**What the task asks**. Count the lines below that contain "AllCaps". Answer with the number alone.

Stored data
· · · · ·

//! Fixed glyph inventories and the grammar of symbolic tokens.
//!
//! A symbolic token has the shape `<head><middle>?<digits>` where `head` is one of the 48
//! Greek letters, `middle` is an optional operator glyph or lowercase Greek letter, and
//! `digits` is a non-empty ASCII decimal suffix. Tokens may carry a leading casing hint.

use std::sync::OnceLock;

use ahash::AHashSet;

/// Uppercase Greek letters usable as token heads.
pub const GREEK_UPPER: [char; 24] = [
    'Α', 'Β', 'Γ', 'Δ', 'Ε', 'Ζ', 'Η', 'Θ', 'Ι', 'Κ', 'Λ', 'Μ', 'Ν', 'Ξ', 'Ο', 'Π', 'Ρ', 'Σ', 'Τ',
    'Υ', 'Φ', 'Χ', 'Ψ', 'Ω',
];

/// Lowercase Greek letters usable as token heads and middles.
pub const GREEK_LOWER: [char; 24] = [
    'α', 'β', 'γ', 'δ', 'ε', 'ζ', 'η', 'θ', 'ι', 'κ', 'λ', 'μ', 'ν', 'ξ', 'ο', 'π', 'ρ', 'σ', 'τ',
    'υ', 'φ', 'χ', 'ψ', 'ω',
];

/// Operator glyphs usable as token middles. Excludes every glyph with syntactic meaning.
pub const OPERATORS: [char; 27] = [
    'Δ', 'Ψ', 'Ω', 'Λ', 'Σ', 'Φ', 'Θ', 'Ξ', 'ζ', 'δ', 'π', 'µ', '∑', '⊕', '⊗', '⊡', '⇒', '⇐', '↔',
    '→', '←', '∵', '≈', '≡', '∝', '∞', '∇',
];

/// Glyph digits used for fallback payloads, indexed by hex nibble value.
pub const HEX_GLYPHS: [char; 16] = [
    'α', 'β', 'γ', 'δ', 'ε', 'ζ', 'η', 'θ', 'ι', 'κ', 'λ', 'μ', 'ν', 'ξ', 'ο', 'π',
];

/// Cosmetic markers inserted between units; dropped on decode.
pub const STRUCTURE_MARKERS: [&str; 3] = ["::", "∴", "⇔"];

/// Opens a fallback block.
pub const BLOCK_OPEN: char = '⟦';
/// Closes a fallback block.
pub const BLOCK_CLOSE: char = '⟧';
/// Separates the payload from the checksum inside a fallback block.
pub const CHECKSUM_SEPARATOR: char = '~';

/// Casing hint carried as a prefix on symbolic tokens.
#[derive(Debug, Clone, Copy, PartialEq, Eq, Hash)]
pub enum CaseHint {
    /// First letter uppercase, remainder lowercase.
    Capitalized,
    /// Every letter uppercase.
    AllCaps,
}

impl CaseHint {
    /// Glyph written in front of the token.
    #[must_use]
    pub const fn glyph(self) -> char {
        match self {
            Self::Capitalized => '↑',
            Self::AllCaps => '⇑',
        }
    }

    /// Parses a hint glyph.
    #[must_use]
    pub fn from_glyph(ch: char) -> Option<Self> {
        match ch {
            '↑' => Some(Self::Capitalized),
            '⇑' => Some(Self::AllCaps),
            _ => None,
        }
    }

    /// Re-applies the hint to a lowercased word.
    #[must_use]
    pub fn apply(self, word: &str) -> String {
        match self {
            Self::AllCaps => word.to_uppercase(),
            Self::Capitalized => {
                let mut chars = word.chars();
                match chars.next() {
                    Some(first) => first.to_uppercase().chain(chars).collect(),
                    None => String::new(),
                }
            }
        }
    }
}

/// Symbolic token split into its optional casing hint and the bare token.
#[derive(Debug, Clone, Copy, PartialEq, Eq)]
pub struct SymbolParts<'a> {
    /// Casing hint prefix, if present.
    pub hint: Option<CaseHint>,
    /// Token without the hint, as stored in a codebook.
    pub token: &'a str,
}

fn head_set() -> &'static AHashSet<char> {
    static HEADS: OnceLock<AHashSet<char>> = OnceLock::new();
    HEADS.get_or_init(|| GREEK_UPPER.iter().chain(GREEK_LOWER.iter()).copied().collect())
}

fn middle_set() -> &'static AHashSet<char> {
    static MIDDLES: OnceLock<AHashSet<char>> = OnceLock::new();
    MIDDLES.get_or_init(|| OPERATORS.iter().chain(GREEK_LOWER.iter()).copied().collect())
}

/// Returns `true` when `token` matches the bare symbolic token grammar (no hint).
#[must_use]
pub fn is_symbol_token(token: &str) -> bool {
    let mut chars = token.chars().peekable();
    match chars.next() {
        Some(head) if head_set().contains(&head) => {}
        _ => return false,
    }
    if let Some(&middle) = chars.peek() {
        if !middle.is_ascii_digit() {
            if !middle_set().contains(&middle) {
                return false;
            }
            chars.next();
        }
    }
    let mut digits = 0usize;
    for ch in chars {
        if !ch.is_ascii_digit() {
            return false;
        }
        digits += 1;
    }
    digits > 0
}

/// Splits an emergent unit into hint and token when it is a symbolic token.
#[must_use]
pub fn parse_symbol(unit: &str) -> Option<SymbolParts<'_>> {
    let mut chars = unit.chars();
    let first = chars.next()?;
    let (hint, token) = match CaseHint::from_glyph(first) {
        Some(hint) => (Some(hint), chars.as_str()),
        None => (None, unit),
    };
    is_symbol_token(token).then_some(SymbolParts { hint, token })
}

/// Returns `true` for exact structure marker units.
#[must_use]
pub fn is_structure_marker(unit: &str) -> bool {
    STRUCTURE_MARKERS.contains(&unit)
}

/// Returns `true` for punctuation that must be escaped because it has meaning in the stream.
#[must_use]
pub fn is_reserved_literal(ch: char) -> bool {
    matches!(ch, BLOCK_OPEN | BLOCK_CLOSE | '∴' | '⇔')
}

/// Maps a hex nibble (0..16) to its glyph digit.
#[must_use]
pub fn nibble_glyph(nibble: u8) -> char {
    HEX_GLYPHS[usize::from(nibble & 0x0F)]
}

/// Maps a glyph digit back to its lowercase ASCII hex digit.
#[must_use]
pub fn glyph_hex_digit(ch: char) -> Option<char> {
    HEX_GLYPHS
        .iter()
        .position(|&glyph| glyph == ch)
        .and_then(|idx| char::from_digit(idx as u32, 16))
}

#[cfg(test)]
mod tests {
    use super::*;

    #[test]
    fn symbol_grammar_accepts_expected_shapes() {
        assert!(is_symbol_token("Δ7"));
        assert!(is_symbol_token("β⊕13"));
        assert!(is_symbol_token("Ωδ140"));
        assert!(!is_symbol_token("Δ"));
        assert!(!is_symbol_token("Δ⊕"));
        assert!(!is_symbol_token("Δ∴3"));
        assert!(!is_symbol_token("a12"));
        assert!(!is_symbol_token("Δ12x"));
        assert!(!is_symbol_token(""));
    }

    #[test]
    fn parse_symbol_splits_hint() {
        let parts = parse_symbol("↑Λ→42").expect("hinted symbol");
        assert_eq!(parts.hint, Some(CaseHint::Capitalized));
        assert_eq!(parts.token, "Λ→42");
        let parts = parse_symbol("γ5").expect("plain symbol");
        assert_eq!(parts.hint, None);
        assert!(parse_symbol("⇑").is_none());
        assert!(parse_symbol("::").is_none());
    }

    #[test]
    fn syntax_glyphs_are_not_token_material() {
        for marker in STRUCTURE_MARKERS {
            for ch in marker.chars() {
                assert!(!OPERATORS.contains(&ch));
            }
        }
        for ch in [BLOCK_OPEN, BLOCK_CLOSE, CHECKSUM_SEPARATOR, '↑', '⇑'] {
            assert!(!OPERATORS.contains(&ch));
            assert!(!head_set().contains(&ch));
        }
    }

    #[test]
    fn hex_glyphs_round_trip() {
        for nibble in 0u8..16 {
            let glyph = nibble_glyph(nibble);
            let digit = glyph_hex_digit(glyph).expect("known glyph");
            assert_eq!(digit.to_digit(16), Some(u32::from(nibble)));
        }
        assert_eq!(glyph_hex_digit('ρ'), None);
    }

    #[test]
    fn case_hints_restore_case() {
        assert_eq!(CaseHint::Capitalized.apply("the"), "The");
        assert_eq!(CaseHint::AllCaps.apply("nasa"), "NASA");
        assert_eq!(CaseHint::Capitalized.apply(""), "");
    }
}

· · · · ·

**Problem solution**. 5